- Jinghuapu Township Location in Hunan
- Coordinates: 28°18′23″N 112°29′58″E﻿ / ﻿28.30639°N 112.49944°E
- Country: People's Republic of China
- Province: Hunan
- Prefecture-level city: Changsha
- County-level city: Ningxiang

Area
- • Total: 65.8 km^{2} (25.4 sq mi)

Population
- • Total: 3.2
- • Density: 0.049/km^{2} (0.13/sq mi)
- Time zone: UTC+08:00 (China Standard)
- Postal code: 410699
- Area code: 0731

Chinese name
- Traditional Chinese: 菁華鋪鄉
- Simplified Chinese: 菁华铺乡

Standard Mandarin
- Hanyu Pinyin: Jīnghuápù Xiāng

= Jinghuapu Township =

Jinghuapu Township (菁华铺乡) is a rural township in Ningxiang City, Hunan Province, China. It is surrounded by Meitanba Town on the west, Yuejiaqiao Town on the north, Shuangjiangkou Town on the east, and Baimaqiao Subdistrict and Chengjiao Subdistrict on the south. As of the 2000 census it had a population of 31,569 and an area of 65.8 km2.

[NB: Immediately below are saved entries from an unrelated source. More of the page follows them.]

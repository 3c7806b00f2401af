use softphone_core::application::{HealthService, Softphone, SoftphoneHandle, SoftphoneRuntime};
use softphone_core::config::Config;
use softphone_core::infrastructure::probe::NetworkProbe;
use softphone_core::infrastructure::transport::LoopbackTransport;
use softphone_core::interface::events::EventBus;
use softphone_core::interface::metrics::describe_metrics;
use std::sync::Arc;
use std::time::Duration;
use tracing::{info, warn};
use tracing_subscriber::EnvFilter;

#[tokio::main]
async fn main() -> anyhow::Result<()> {
    // Initialize tracing
    tracing_subscriber::fmt()
        .with_env_filter(EnvFilter::try_from_default_env().unwrap_or_else(|_| EnvFilter::new("info")))
        .init();

    let path = std::env::args()
        .nth(1)
        .unwrap_or_else(|| "softphone.toml".to_string());
    let config = Config::load(&path)?;
    info!("Configuration loaded from {}", path);

    describe_metrics();

    let (transport, transport_events) = LoopbackTransport::new();
    let transport = Arc::new(transport);
    transport.auto_answer(true);

    let events = Arc::new(EventBus::default());
    let softphone = Softphone::new(transport.clone(), config.clone(), events);
    let (runtime, handle) = SoftphoneRuntime::new(softphone, transport_events);

    // Print every core event as a JSON line
    let mut rx = handle.subscribe_events();
    let printer = tokio::spawn(async move {
        while let Ok(envelope) = rx.recv().await {
            match serde_json::to_string(&envelope) {
                Ok(json) => println!("{}", json),
                Err(e) => warn!("Failed to encode event: {}", e),
            }
        }
    });

    let monitor = if config.connectivity.enabled {
        let probe = Arc::new(NetworkProbe::new(config.connectivity.probe_timeout())?);
        Some(HealthService::new(probe, config.connectivity.clone()).spawn(handle.inputs()))
    } else {
        None
    };

    let dispatch = runtime.spawn();

    tokio::select! {
        result = run_scenario(&handle, &transport) => {
            if let Err(e) = result {
                warn!("Scenario stopped: {}", e);
            }
        }
        _ = tokio::signal::ctrl_c() => info!("Interrupted"),
    }

    handle.shutdown().await?;
    dispatch.await?;
    if let Some(monitor) = monitor {
        monitor.abort();
    }
    printer.abort();

    info!("Softphone stopped");
    Ok(())
}

/// Register, watch a colleague, place a call, hold it, and transfer it away
async fn run_scenario(
    handle: &SoftphoneHandle,
    transport: &LoopbackTransport,
) -> anyhow::Result<()> {
    let pause = || tokio::time::sleep(Duration::from_millis(200));

    pause().await;
    handle.subscribe("101", Some("Reception".to_string())).await?;
    pause().await;
    transport.remote_notify("101", "confirmed", Some("sip:200@pbx.local"));

    let session = handle.dial("200").await?;
    pause().await;

    handle.toggle_hold(Some(session)).await?;
    pause().await;
    handle.toggle_hold(Some(session)).await?;
    handle.send_dtmf(Some(session), '5').await?;

    let record = handle.blind_transfer(Some(session), "300").await?;
    info!("Transfer {} {:?}", record.id, record.disposition);

    transport.remote_offer("555", Some("Front Desk"));
    pause().await;
    handle.answer(None).await?;
    pause().await;
    handle.hang_up(None).await?;
    pause().await;

    let snapshot = handle.snapshot().await?;
    info!(
        "Done: {} live sessions, {} transfers",
        snapshot.sessions.len(),
        snapshot.transfers.len()
    );
    Ok(())
}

==Administrative divisions==
The township is divided into six villages:
- Zhangshan (嶂山村)
- Chenjiaqiao (陈家桥村)
- Honglunshan (洪仑山村)
- Jinghuapu (菁华铺村)
- Fujiatang (傅家塘村)
- Taolinqiao (桃林桥村)

==Economy==
Citrus, peach and tobacco are important to the economy.

==Culture==
Huaguxi is the most influential form of local theatrical performance.

==Transportation==
China National Highway 319, Hunan Provincial Highway 1824 (1824省道) and some county rural roads run through the town. The 319 National Highway runs from the township to Yiyang City. The G5513 Changsha–Zhangjiajie Expressway runs through Shuangjiangkou Town, Chengjiao Township, Jinghuapu Township. The Hunan Provincial Highway 1824 from Jinghuapu Township, runs through Meitanba Town to Taojiang County.